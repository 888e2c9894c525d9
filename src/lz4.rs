//! LZ4 block (de)compression, used for both payloads and compressed
//! directories. This wraps [`lz4_flex`]'s block API, which is the LZ4
//! *block* format (no frame container) the archives actually use.

use crate::error::{Error, Result};

/// Decompresses `compressed` into exactly `expected_size` bytes.
///
/// The archive format never stores the decompressed size inside the block
/// itself, so callers must supply it from the directory entry.
pub fn decode(compressed: &[u8], expected_size: usize, what: &str) -> Result<Vec<u8>> {
    lz4_flex::block::decompress(compressed, expected_size)
        .map_err(|e| Error::CompressionFailed(what.to_owned(), e.to_string()))
}

/// Compresses `data` with a single LZ4 block.
#[must_use]
pub fn encode(data: &[u8]) -> Vec<u8> {
    lz4_flex::block::compress(data)
}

* * * * * * *

**ASSIGNED TASK:**
Copy the lines above exactly, beginning at the line that has "archives actually use." and stopping after the line that has "the directory entry.", and omit the rest.

**FINAL ANSWER:**
//! *block* format (no frame container) the archives actually use.

use crate::error::{Error, Result};

/// Decompresses `compressed` into exactly `expected_size` bytes.
///
/// The archive format never stores the decompressed size inside the block
/// itself, so callers must supply it from the directory entry.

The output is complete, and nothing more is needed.